[WHAT NEEDS TO BE DONE]: Every line of the records that holds the word "with" should be copied.

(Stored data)
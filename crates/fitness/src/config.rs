//! Per-activity constant tables.
//!
//! Every activity computes calories with its own tuned coefficients. They live
//! here as plain `Copy` structs so a session can carry its own table instead of
//! reaching for shared globals.

use serde::{Deserialize, Serialize};

/// Meters in one kilometer.
pub const METERS_PER_KM: f64 = 1000.0;

/// Minutes in one hour.
pub const MINUTES_PER_HOUR: f64 = 60.0;

/// Centimeters in one meter.
pub const CM_PER_M: f64 = 100.0;

/// Distance covered by one step, in meters.
pub const DEFAULT_STEP_LENGTH_M: f64 = 0.65;

/// Coefficients for running sessions.
#[derive(Debug, Clone, Copy, PartialEq, Serialize, Deserialize)]
pub struct RunningConfig {
    /// Meters covered per step.
    pub step_length_m: f64,
    /// Weight of mean speed in the calorie formula.
    pub speed_multiplier: f64,
    /// Speed-independent shift added to the weighted speed.
    pub speed_shift: f64,
}

impl RunningConfig {
    pub const DEFAULT: Self = Self {
        step_length_m: DEFAULT_STEP_LENGTH_M,
        speed_multiplier: 18.0,
        speed_shift: 1.79,
    };
}

impl Default for RunningConfig {
    fn default() -> Self {
        Self::DEFAULT
    }
}

/// Coefficients for race-walking sessions.
#[derive(Debug, Clone, Copy, PartialEq, Serialize, Deserialize)]
pub struct RaceWalkingConfig {
    /// Meters covered per step.
    pub step_length_m: f64,
    /// km/h to m/s conversion factor (rounded, as the calorie model was fitted with it).
    pub kmh_to_ms: f64,
    /// Calories per minute per kilogram, independent of speed.
    pub weight_multiplier: f64,
    /// Weight of the speed²/height term.
    pub speed_height_multiplier: f64,
}

impl RaceWalkingConfig {
    pub const DEFAULT: Self = Self {
        step_length_m: DEFAULT_STEP_LENGTH_M,
        kmh_to_ms: 0.278,
        weight_multiplier: 0.035,
        speed_height_multiplier: 0.029,
    };
}

impl Default for RaceWalkingConfig {
    fn default() -> Self {
        Self::DEFAULT
    }
}

/// Coefficients for swimming sessions.
#[derive(Debug, Clone, Copy, PartialEq, Serialize, Deserialize)]
pub struct SwimmingConfig {
    /// Meters covered per stroke.
    pub step_length_m: f64,
    /// Weight of mean speed in the calorie formula.
    pub speed_multiplier: f64,
    /// Shift added to the weighted speed before scaling by athlete weight.
    pub weight_multiplier: f64,
}

impl SwimmingConfig {
    pub const DEFAULT: Self = Self {
        step_length_m: 1.38,
        speed_multiplier: 1.1,
        weight_multiplier: 2.0,
    };
}

impl Default for SwimmingConfig {
    fn default() -> Self {
        Self::DEFAULT
    }
}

[ANSWER BOX]:
//! Every activity computes calories with its own tuned coefficients. They live
    /// km/h to m/s conversion factor (rounded, as the calorie model was fitted with it).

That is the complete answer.